[Saved data entries]
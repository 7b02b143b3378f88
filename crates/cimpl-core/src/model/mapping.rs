//! Target-specific mapping rule sets

use super::{Cardinality, Identifier, Inheritance};
use serde::{Deserialize, Serialize};
use std::fmt;

#[derive(Debug, Clone, PartialEq, Eq, Serialize, Deserialize)]
#[serde(tag = "type", rename_all = "camelCase")]
pub enum MappingRuleKind {
    /// Maps the element path `source_path` onto a target path
    Field {
        #[serde(rename = "sourcePath")]
        source_path: Vec<Identifier>,
        target: String,
    },
    FixedValue {
        target: String,
        value: String,
    },
    Cardinality {
        target: String,
        card: Cardinality,
    },
}

#[derive(Debug, Clone, PartialEq, Eq, Serialize, Deserialize)]
#[serde(rename_all = "camelCase")]
pub struct MappingRule {
    #[serde(flatten)]
    pub kind: MappingRuleKind,
    #[serde(default, skip_serializing_if = "Option::is_none")]
    pub last_modified_by: Option<Identifier>,
}

impl MappingRule {
    pub fn field(source_path: Vec<Identifier>, target: impl Into<String>) -> Self {
        Self::new(MappingRuleKind::Field {
            source_path,
            target: target.into(),
        })
    }

    pub fn fixed_value(target: impl Into<String>, value: impl Into<String>) -> Self {
        Self::new(MappingRuleKind::FixedValue {
            target: target.into(),
            value: value.into(),
        })
    }

    pub fn cardinality(target: impl Into<String>, card: Cardinality) -> Self {
        Self::new(MappingRuleKind::Cardinality {
            target: target.into(),
            card,
        })
    }

    fn new(kind: MappingRuleKind) -> Self {
        Self {
            kind,
            last_modified_by: None,
        }
    }

    pub fn source_path(&self) -> Option<&[Identifier]> {
        match &self.kind {
            MappingRuleKind::Field { source_path, .. } => Some(source_path),
            _ => None,
        }
    }

    pub fn source_path_mut(&mut self) -> Option<&mut Vec<Identifier>> {
        match &mut self.kind {
            MappingRuleKind::Field { source_path, .. } => Some(source_path),
            _ => None,
        }
    }

    pub fn target(&self) -> &str {
        match &self.kind {
            MappingRuleKind::Field { target, .. }
            | MappingRuleKind::FixedValue { target, .. }
            | MappingRuleKind::Cardinality { target, .. } => target,
        }
    }

    /// Whether a later `self` replaces an earlier `other`: field rules by
    /// source path, fixed-value and cardinality rules by target
    pub fn overrides(&self, other: &MappingRule) -> bool {
        match (&self.kind, &other.kind) {
            (MappingRuleKind::Field { source_path: a, .. }, MappingRuleKind::Field { source_path: b, .. }) => {
                a == b
            }
            (MappingRuleKind::FixedValue { target: a, .. }, MappingRuleKind::FixedValue { target: b, .. })
            | (
                MappingRuleKind::Cardinality { target: a, .. },
                MappingRuleKind::Cardinality { target: b, .. },
            ) => a == b,
            _ => false,
        }
    }
}

impl fmt::Display for MappingRule {
    fn fmt(&self, f: &mut fmt::Formatter<'_>) -> fmt::Result {
        match &self.kind {
            MappingRuleKind::Field {
                source_path,
                target,
            } => {
                let path: Vec<String> = source_path.iter().map(Identifier::fqn).collect();
                write!(f, "{} -> {target}", path.join("."))
            }
            MappingRuleKind::FixedValue { target, value } => write!(f, "{target} = {value}"),
            MappingRuleKind::Cardinality { target, card } => write!(f, "{target} {card}"),
        }
    }
}

/// Rules mapping one element onto one item of a target specification
#[derive(Debug, Clone, PartialEq, Eq, Serialize, Deserialize)]
#[serde(rename_all = "camelCase")]
pub struct ElementMapping {
    pub identifier: Identifier,
    pub target_spec: String,
    #[serde(default, skip_serializing_if = "Option::is_none")]
    pub target_item: Option<String>,
    #[serde(default)]
    pub rules: Vec<MappingRule>,
    #[serde(default, skip_serializing_if = "Inheritance::is_original")]
    pub inheritance: Inheritance,
    #[serde(default, skip_serializing_if = "Option::is_none")]
    pub inherited_from: Option<Identifier>,
}

impl ElementMapping {
    pub fn new(
        identifier: Identifier,
        target_spec: impl Into<String>,
        target_item: Option<String>,
    ) -> Self {
        Self {
            identifier,
            target_spec: target_spec.into(),
            target_item,
            rules: Vec::new(),
            inheritance: Inheritance::Original,
            inherited_from: None,
        }
    }

    pub fn with_rule(mut self, rule: MappingRule) -> Self {
        self.rules.push(rule);
        self
    }
}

# EXERCISE
The full set of records above must be retyped exactly.

# RESPONSE TO THIS TASK
repository 7b02b143b3378f88
filename crates/cimpl-core/src/model/mapping.rs
//! Target-specific mapping rule sets

use super::{Cardinality, Identifier, Inheritance};
use serde::{Deserialize, Serialize};
use std::fmt;

#[derive(Debug, Clone, PartialEq, Eq, Serialize, Deserialize)]
#[serde(tag = "type", rename_all = "camelCase")]
pub enum MappingRuleKind {
    /// Maps the element path `source_path` onto a target path
    Field {
        #[serde(rename = "sourcePath")]
        source_path: Vec<Identifier>,
        target: String,
    },
    FixedValue {
        target: String,
        value: String,
    },
    Cardinality {
        target: String,
        card: Cardinality,
    },
}

#[derive(Debug, Clone, PartialEq, Eq, Serialize, Deserialize)]
#[serde(rename_all = "camelCase")]
pub struct MappingRule {
    #[serde(flatten)]
    pub kind: MappingRuleKind,
    #[serde(default, skip_serializing_if = "Option::is_none")]
    pub last_modified_by: Option<Identifier>,
}

impl MappingRule {
    pub fn field(source_path: Vec<Identifier>, target: impl Into<String>) -> Self {
        Self::new(MappingRuleKind::Field {
            source_path,
            target: target.into(),
        })
    }

    pub fn fixed_value(target: impl Into<String>, value: impl Into<String>) -> Self {
        Self::new(MappingRuleKind::FixedValue {
            target: target.into(),
            value: value.into(),
        })
    }

    pub fn cardinality(target: impl Into<String>, card: Cardinality) -> Self {
        Self::new(MappingRuleKind::Cardinality {
            target: target.into(),
            card,
        })
    }

    fn new(kind: MappingRuleKind) -> Self {
        Self {
            kind,
            last_modified_by: None,
        }
    }

    pub fn source_path(&self) -> Option<&[Identifier]> {
        match &self.kind {
            MappingRuleKind::Field { source_path, .. } => Some(source_path),
            _ => None,
        }
    }

    pub fn source_path_mut(&mut self) -> Option<&mut Vec<Identifier>> {
        match &mut self.kind {
            MappingRuleKind::Field { source_path, .. } => Some(source_path),
            _ => None,
        }
    }

    pub fn target(&self) -> &str {
        match &self.kind {
            MappingRuleKind::Field { target, .. }
            | MappingRuleKind::FixedValue { target, .. }
            | MappingRuleKind::Cardinality { target, .. } => target,
        }
    }

    /// Whether a later `self` replaces an earlier `other`: field rules by
    /// source path, fixed-value and cardinality rules by target
    pub fn overrides(&self, other: &MappingRule) -> bool {
        match (&self.kind, &other.kind) {
            (MappingRuleKind::Field { source_path: a, .. }, MappingRuleKind::Field { source_path: b, .. }) => {
                a == b
            }
            (MappingRuleKind::FixedValue { target: a, .. }, MappingRuleKind::FixedValue { target: b, .. })
            | (
                MappingRuleKind::Cardinality { target: a, .. },
                MappingRuleKind::Cardinality { target: b, .. },
            ) => a == b,
            _ => false,
        }
    }
}

impl fmt::Display for MappingRule {
    fn fmt(&self, f: &mut fmt::Formatter<'_>) -> fmt::Result {
        match &self.kind {
            MappingRuleKind::Field {
                source_path,
                target,
            } => {
                let path: Vec<String> = source_path.iter().map(Identifier::fqn).collect();
                write!(f, "{} -> {target}", path.join("."))
            }
            MappingRuleKind::FixedValue { target, value } => write!(f, "{target} = {value}"),
            MappingRuleKind::Cardinality { target, card } => write!(f, "{target} {card}"),
        }
    }
}

/// Rules mapping one element onto one item of a target specification
#[derive(Debug, Clone, PartialEq, Eq, Serialize, Deserialize)]
#[serde(rename_all = "camelCase")]
pub struct ElementMapping {
    pub identifier: Identifier,
    pub target_spec: String,
    #[serde(default, skip_serializing_if = "Option::is_none")]
    pub target_item: Option<String>,
    #[serde(default)]
    pub rules: Vec<MappingRule>,
    #[serde(default, skip_serializing_if = "Inheritance::is_original")]
    pub inheritance: Inheritance,
    #[serde(default, skip_serializing_if = "Option::is_none")]
    pub inherited_from: Option<Identifier>,
}

impl ElementMapping {
    pub fn new(
        identifier: Identifier,
        target_spec: impl Into<String>,
        target_item: Option<String>,
    ) -> Self {
        Self {
            identifier,
            target_spec: target_spec.into(),
            target_item,
            rules: Vec::new(),
            inheritance: Inheritance::Original,
            inherited_from: None,
        }
    }

    pub fn with_rule(mut self, rule: MappingRule) -> Self {
        self.rules.push(rule);
        self
    }
}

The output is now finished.